Top of DATASET

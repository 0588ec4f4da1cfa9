use std::collections::HashMap;
use std::path::{Path, PathBuf};
use std::sync::Mutex;

use anyhow::{Context, Result};
use tracing::debug;

/// The single storage key holding the flattened transcript
pub const TRANSCRIPT_KEY: &str = "saved_transcript";

/// Durable key-value storage for the persisted transcript
pub trait TranscriptStore: Send + Sync {
    fn get(&self, key: &str) -> Result<Option<String>>;
    fn set(&self, key: &str, value: &str) -> Result<()>;
}

/// File-backed store: one JSON object per file
pub struct FileStore {
    path: PathBuf,
}

impl FileStore {
    pub fn new(path: impl AsRef<Path>) -> Self {
        Self {
            path: path.as_ref().to_path_buf(),
        }
    }

    fn load(&self) -> Result<HashMap<String, String>> {
        if !self.path.exists() {
            return Ok(HashMap::new());
        }

        let raw = std::fs::read_to_string(&self.path)
            .with_context(|| format!("Failed to read store file: {}", self.path.display()))?;

        serde_json::from_str(&raw)
            .with_context(|| format!("Malformed store file: {}", self.path.display()))
    }
}

impl TranscriptStore for FileStore {
    fn get(&self, key: &str) -> Result<Option<String>> {
        Ok(self.load()?.remove(key))
    }

    fn set(&self, key: &str, value: &str) -> Result<()> {
        let mut map = self.load()?;
        map.insert(key.to_string(), value.to_string());

        if let Some(parent) = self.path.parent() {
            if !parent.as_os_str().is_empty() {
                std::fs::create_dir_all(parent)
                    .with_context(|| format!("Failed to create store directory: {}", parent.display()))?;
            }
        }

        let raw = serde_json::to_string_pretty(&map)?;
        std::fs::write(&self.path, raw)
            .with_context(|| format!("Failed to write store file: {}", self.path.display()))?;

        debug!("Stored {} ({} bytes) in {}", key, value.len(), self.path.display());

        Ok(())
    }
}

/// In-memory store for tests and demos
#[derive(Default)]
pub struct MemoryStore {
    map: Mutex<HashMap<String, String>>,
}

impl MemoryStore {
    pub fn new() -> Self {
        Self::default()
    }
}

impl TranscriptStore for MemoryStore {
    fn get(&self, key: &str) -> Result<Option<String>> {
        Ok(self
            .map
            .lock()
            .map_err(|_| anyhow::anyhow!("Store lock poisoned"))?
            .get(key)
            .cloned())
    }

    fn set(&self, key: &str, value: &str) -> Result<()> {
        self.map
            .lock()
            .map_err(|_| anyhow::anyhow!("Store lock poisoned"))?
            .insert(key.to_string(), value.to_string());
        Ok(())
    }
}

Bottom of DATASET

WHAT IS EXPECTED -
Every line of the data above is to be copied out exactly.

OUTPUT BELOW -
repository 0588ec4f4da1cfa9
use std::collections::HashMap;
use std::path::{Path, PathBuf};
use std::sync::Mutex;

use anyhow::{Context, Result};
use tracing::debug;

/// The single storage key holding the flattened transcript
pub const TRANSCRIPT_KEY: &str = "saved_transcript";

/// Durable key-value storage for the persisted transcript
pub trait TranscriptStore: Send + Sync {
    fn get(&self, key: &str) -> Result<Option<String>>;
    fn set(&self, key: &str, value: &str) -> Result<()>;
}

/// File-backed store: one JSON object per file
pub struct FileStore {
    path: PathBuf,
}

impl FileStore {
    pub fn new(path: impl AsRef<Path>) -> Self {
        Self {
            path: path.as_ref().to_path_buf(),
        }
    }

    fn load(&self) -> Result<HashMap<String, String>> {
        if !self.path.exists() {
            return Ok(HashMap::new());
        }

        let raw = std::fs::read_to_string(&self.path)
            .with_context(|| format!("Failed to read store file: {}", self.path.display()))?;

        serde_json::from_str(&raw)
            .with_context(|| format!("Malformed store file: {}", self.path.display()))
    }
}

impl TranscriptStore for FileStore {
    fn get(&self, key: &str) -> Result<Option<String>> {
        Ok(self.load()?.remove(key))
    }

    fn set(&self, key: &str, value: &str) -> Result<()> {
        let mut map = self.load()?;
        map.insert(key.to_string(), value.to_string());

        if let Some(parent) = self.path.parent() {
            if !parent.as_os_str().is_empty() {
                std::fs::create_dir_all(parent)
                    .with_context(|| format!("Failed to create store directory: {}", parent.display()))?;
            }
        }

        let raw = serde_json::to_string_pretty(&map)?;
        std::fs::write(&self.path, raw)
            .with_context(|| format!("Failed to write store file: {}", self.path.display()))?;

        debug!("Stored {} ({} bytes) in {}", key, value.len(), self.path.display());

        Ok(())
    }
}

/// In-memory store for tests and demos
#[derive(Default)]
pub struct MemoryStore {
    map: Mutex<HashMap<String, String>>,
}

impl MemoryStore {
    pub fn new() -> Self {
        Self::default()
    }
}

impl TranscriptStore for MemoryStore {
    fn get(&self, key: &str) -> Result<Option<String>> {
        Ok(self
            .map
            .lock()
            .map_err(|_| anyhow::anyhow!("Store lock poisoned"))?
            .get(key)
            .cloned())
    }

    fn set(&self, key: &str, value: &str) -> Result<()> {
        self.map
            .lock()
            .map_err(|_| anyhow::anyhow!("Store lock poisoned"))?
            .insert(key.to_string(), value.to_string());
        Ok(())
    }
}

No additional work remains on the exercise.